FEMA only has enough personal protective equipment and critical medical supplies to meet “a fraction” of the requests coming in from COVID-19 hotspots, according to a statement issued Thursday by Chairperson of the House Committee on Oversight and Reform Rep. Carolyn Maloney (D-N.Y.).
FEMA told the committee that most of the 100,000 ventilators planned for production will not be available until at least June of this year.
The documents confirmed that by March 30, FEMA had only provided a low proportion of each jurisdiction’s requests for PPE and other necessary supplies; less than 10 percent of the 5.2 million N95 masks requested, less than 1 percent of the 194 million pairs of sterile gloves requested, and none of the 15,000 body bags requested.
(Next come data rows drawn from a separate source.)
//! Send record and status machine.

use std::fmt;
use std::time::{SystemTime, UNIX_EPOCH};

use alloy::primitives::U256;
use serde::{Deserialize, Serialize};

use crate::builder::UnsignedTransaction;
use crate::chain::{Chain, FeeTier};
use crate::error::{ErrorKind, SendError};
use crate::signer::SignedTransaction;

/// Seconds since the Unix epoch.
pub fn now_secs() -> u64 {
    SystemTime::now()
        .duration_since(UNIX_EPOCH)
        .unwrap_or_default()
        .as_secs()
}

/// Where a send is in its lifecycle.
///
/// `BUILDING → SIGNED → BROADCASTING → {SUCCESS | FAILED}`. A record may be
/// rebuilt while `BUILDING` and re-broadcast while `BROADCASTING`.
#[derive(Debug, Clone, Copy, PartialEq, Eq, Hash, Serialize, Deserialize)]
#[serde(rename_all = "SCREAMING_SNAKE_CASE")]
pub enum TxStatus {
    Building,
    Signed,
    Broadcasting,
    Success,
    Failed,
}

impl TxStatus {
    /// Not yet resolved by a broadcast.
    pub fn is_pending(self) -> bool {
        !self.is_terminal()
    }

    pub fn is_terminal(self) -> bool {
        matches!(self, TxStatus::Success | TxStatus::Failed)
    }

    pub fn can_transition_to(self, next: TxStatus) -> bool {
        use TxStatus::*;
        matches!(
            (self, next),
            (Building, Building)
                | (Building, Signed)
                | (Signed, Broadcasting)
                | (Broadcasting, Broadcasting)
                | (Broadcasting, Success)
                | (Broadcasting, Failed)
        )
    }

    pub fn as_str(self) -> &'static str {
        match self {
            TxStatus::Building => "BUILDING",
            TxStatus::Signed => "SIGNED",
            TxStatus::Broadcasting => "BROADCASTING",
            TxStatus::Success => "SUCCESS",
            TxStatus::Failed => "FAILED",
        }
    }
}

impl fmt::Display for TxStatus {
    fn fmt(&self, f: &mut fmt::Formatter<'_>) -> fmt::Result {
        f.write_str(self.as_str())
    }
}

/// Last failure recorded against a send.
#[derive(Debug, Clone, PartialEq, Eq, Serialize, Deserialize)]
pub struct Failure {
    pub kind: ErrorKind,
    pub message: String,
}

impl From<&SendError> for Failure {
    fn from(error: &SendError) -> Self {
        Self {
            kind: error.kind(),
            message: error.to_string(),
        }
    }
}

/// Persisted unit of truth for one send.
///
/// `amount` and `fee` are fixed when the record is created; the store
/// rejects any save that changes them.
#[derive(Debug, Clone, PartialEq, Eq, Serialize, Deserialize)]
pub struct SendTransactionRecord {
    pub id: String,
    pub wallet_id: String,
    pub chain: Chain,
    pub from_address: String,
    pub to_address: String,
    /// Base units.
    pub amount: U256,
    pub amount_decimal: String,
    /// Base units.
    pub fee: U256,
    pub fee_decimal: String,
    pub fee_tier: FeeTier,
    pub status: TxStatus,
    /// Transaction the current signature (if any) was made over.
    pub unsigned: UnsignedTransaction,
    pub nonce_or_blockhash: String,
    #[serde(default)]
    pub signed_hex: Option<String>,
    #[serde(default)]
    pub hash: Option<String>,
    #[serde(default)]
    pub failure: Option<Failure>,
    pub created_at: u64,
    pub updated_at: u64,
}

impl SendTransactionRecord {
    /// Signed artifact, once the record has been signed.
    pub fn signed_transaction(&self) -> Option<SignedTransaction> {
        match (&self.signed_hex, &self.hash) {
            (Some(raw_hex), Some(hash)) => Some(SignedTransaction {
                chain: self.chain,
                raw_hex: raw_hex.clone(),
                hash: hash.clone(),
            }),
            _ => None,
        }
    }

    /// Copy of the record moved to `status`.
    pub fn with_status(&self, status: TxStatus) -> Self {
        Self {
            status,
            updated_at: now_secs(),
            ..self.clone()
        }
    }

    /// Whether `other` carries the same money and identity fields.
    pub fn same_terms(&self, other: &SendTransactionRecord) -> bool {
        self.id == other.id
            && self.wallet_id == other.wallet_id
            && self.chain == other.chain
            && self.from_address == other.from_address
            && self.to_address == other.to_address
            && self.amount == other.amount
            && self.amount_decimal == other.amount_decimal
            && self.fee == other.fee
            && self.fee_decimal == other.fee_decimal
            && self.fee_tier == other.fee_tier
            && self.created_at == other.created_at
    }
}
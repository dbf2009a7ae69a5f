//! Broadcast retry bounds, idempotence and lifecycle outcomes.

use send_engine::broadcast::{Disposition, TransportResponse};
use send_engine::chain::{Chain, FeeTier};
use send_engine::lifecycle::TransactionStore;
use send_engine::{ErrorKind, SendError, TxStatus};

mod common;
use common::*;

fn rejected(status: Option<u16>, message: &str) -> TransportResponse {
    TransportResponse::Rejected {
        status,
        message: message.to_string(),
    }
}

async fn signed_send(
    responses: Vec<TransportResponse>,
    attempts: u32,
) -> (send_engine::SendEngine, send_engine::lifecycle::MemoryStore, std::sync::Arc<ScriptedTransport>, String) {
    let reader = FixedReader::new(Chain::Ethereum, account_state(3, 1_000_000_000_000_000_000));
    let transport = ScriptedTransport::new(Chain::Ethereum, responses);
    let services = evm_services(reader, transport.clone(), attempts);
    let (engine, store) = engine(Chain::Ethereum, services, EVM_ADDRESS, StaticOracle::default().with("w1", &evm_key()));

    let record = engine.create_send("w1", EVM_DESTINATION, "0.02", FeeTier::Normal).await.unwrap();
    engine.sign(&record.id).await.unwrap();
    (engine, store, transport, record.id)
}

#[tokio::test]
async fn test_transient_failures_stop_at_max_attempts() {
    let (engine, store, transport, id) =
        signed_send(vec![TransportResponse::Network("connection reset".into())], 3).await;

    let err = engine.broadcast(&id).await.unwrap_err();
    assert!(matches!(err, SendError::Broadcast { definitive: false, .. }));
    assert_eq!(transport.submissions(), 3);

    // Nothing is assumed lost: the record waits for reconciliation.
    let stored = store.get(&id).await.unwrap().unwrap();
    assert_eq!(stored.status, TxStatus::Broadcasting);
    assert_eq!(stored.failure.unwrap().kind, ErrorKind::Broadcast);
}

#[tokio::test]
async fn test_rebroadcast_reconciles_before_resubmitting() {
    let (engine, _store, transport, id) =
        signed_send(vec![TransportResponse::Network("timeout".into())], 2).await;
    assert!(engine.broadcast(&id).await.is_err());
    assert_eq!(transport.submissions(), 2);

    transport.set_landed(true);
    let outcome = engine.broadcast(&id).await.unwrap();
    assert_eq!(outcome.disposition, Disposition::AlreadyKnown);
    assert_eq!(outcome.attempts, 0);
    assert_eq!(transport.submissions(), 2);

    let record = engine.record(&id).await.unwrap();
    assert_eq!(record.status, TxStatus::Success);
    assert_eq!(record.hash.as_deref(), Some(outcome.hash.as_str()));
}

#[tokio::test]
async fn test_reconcile_marks_landed_broadcast() {
    let (engine, _store, transport, id) =
        signed_send(vec![rejected(Some(503), "upstream unavailable")], 2).await;
    assert!(engine.broadcast(&id).await.is_err());

    assert_eq!(engine.reconcile(&id).await.unwrap().status, TxStatus::Broadcasting);
    transport.set_landed(true);
    assert_eq!(engine.reconcile(&id).await.unwrap().status, TxStatus::Success);
}

#[tokio::test]
async fn test_already_known_keeps_local_hash() {
    let (engine, _store, transport, id) =
        signed_send(vec![rejected(None, "rpc error -32000: already known")], 3).await;
    let local_hash = engine.record(&id).await.unwrap().hash.unwrap();

    let outcome = engine.broadcast(&id).await.unwrap();
    assert_eq!(outcome.disposition, Disposition::AlreadyKnown);
    assert_eq!(outcome.hash, local_hash);
    assert_eq!(transport.submissions(), 1);
    assert_eq!(engine.record(&id).await.unwrap().status, TxStatus::Success);

    // Terminal: a second broadcast does not submit again.
    let again = engine.broadcast(&id).await.unwrap();
    assert_eq!(again.hash, local_hash);
    assert_eq!(transport.submissions(), 1);
}

#[tokio::test]
async fn test_nonce_too_low_fails_without_retry() {
    let (engine, store, transport, id) =
        signed_send(vec![rejected(None, "nonce too low: next nonce 9, tx nonce 3")], 5).await;

    let err = engine.broadcast(&id).await.unwrap_err();
    assert!(matches!(err, SendError::NonceTooLow(_)));
    assert_eq!(transport.submissions(), 1);

    let stored = store.get(&id).await.unwrap().unwrap();
    assert_eq!(stored.status, TxStatus::Failed);
    assert_eq!(stored.failure.unwrap().kind, ErrorKind::NonceTooLow);

    assert!(matches!(
        engine.broadcast(&id).await,
        Err(SendError::InvalidTransition { .. })
    ));
    assert_eq!(transport.submissions(), 1);
}

#[tokio::test]
async fn test_rate_limit_then_success() {
    let (engine, _store, transport, id) = signed_send(
        vec![
            rejected(Some(429), "Too Many Requests"),
            rejected(None, "rate limit exceeded"),
            TransportResponse::Accepted("0xremote".into()),
        ],
        3,
    )
    .await;

    let outcome = engine.broadcast(&id).await.unwrap();
    assert_eq!(outcome.attempts, 3);
    assert_eq!(outcome.disposition, Disposition::Accepted);
    assert_eq!(transport.submissions(), 3);
}

#[tokio::test]
async fn test_rate_limit_exhaustion_surfaces_rate_limited() {
    let (engine, store, _transport, id) =
        signed_send(vec![rejected(Some(429), "Too Many Requests")], 2).await;

    let err = engine.broadcast(&id).await.unwrap_err();
    assert!(matches!(err, SendError::RateLimited { attempts: 2, .. }));
    assert_eq!(store.get(&id).await.unwrap().unwrap().status, TxStatus::Broadcasting);
}

#[tokio::test]
async fn test_malformed_marks_failed() {
    let (engine, store, transport, id) =
        signed_send(vec![rejected(None, "rpc error -32602: invalid sender")], 3).await;

    let err = engine.broadcast(&id).await.unwrap_err();
    assert!(matches!(err, SendError::Broadcast { definitive: true, .. }));
    assert!(err.to_string().contains("invalid sender"));
    assert_eq!(transport.submissions(), 1);
    assert_eq!(store.get(&id).await.unwrap().unwrap().status, TxStatus::Failed);
}

#[tokio::test]
async fn test_nonce_too_low_for_landed_bytes_marks_success() {
    // First attempt times out at the client but reaches the node and is mined.
    let (engine, store, transport, id) = signed_send(
        vec![
            TransportResponse::Network("timeout".into()),
            rejected(None, "nonce too low"),
        ],
        3,
    )
    .await;
    transport.set_landed(true);
    let local_hash = engine.record(&id).await.unwrap().hash.unwrap();

    let outcome = engine.broadcast(&id).await.unwrap();
    assert_eq!(outcome.disposition, Disposition::AlreadyKnown);
    assert_eq!(outcome.hash, local_hash);
    assert_eq!(transport.submissions(), 2);

    let stored = store.get(&id).await.unwrap().unwrap();
    assert_eq!(stored.status, TxStatus::Success);
    assert!(stored.failure.is_none());
}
Demand for Ventilators Outstripping Capacity
FEMA conceded on April 1 that, based on current projections, demand for ventilators “outstrips the capacity” of the Strategic National Stockpile as well as those ventilators provided by the Department of Defense.The agency’s administrator therefore directed that ventilators now be treated as a “strategic national asset.” Ventilators are not to be released to states unless there exists an “exigent need” to sustain lives “within 72 hours.”
On March 30, FEMA officials had told the committee that there are currently approximately 9,500 ventilators in the Strategic National Stockpile.
“We are ’splitting' ventilator tubes so two patients can share a ventilator. We are converting BiPAP machines into ventilators; We are scouring the globe to acquire more ventilators.”
Supply Chain Stabilization Task Force
FEMA also says that its Supply Chain Stabilization Task Force is executing a “whole-of-America” approach to address the nation’s limited supply of PPE and other life-saving equipment.To this end, the task force is preserving inventories of critical materials by limiting their use and by developing methods to sanitize, re-use, and recycle PPE materials. FEMA hopes to accelerate the procurement of PPEs by expediting their delivery from suppliers around the world to medical distribution centers across the United States.
One example of this is FEMA’s coordination with Asian manufacturers for the delivery of 80 tons of PPE materials to New York, Connecticut, and New Jersey on March 29.
The task force is also seeking to expand American production of PPE materials and ventilators, while allocating such resources on a data-informed basis, which FEMA says is being coordinated between the federal government and private sector companies.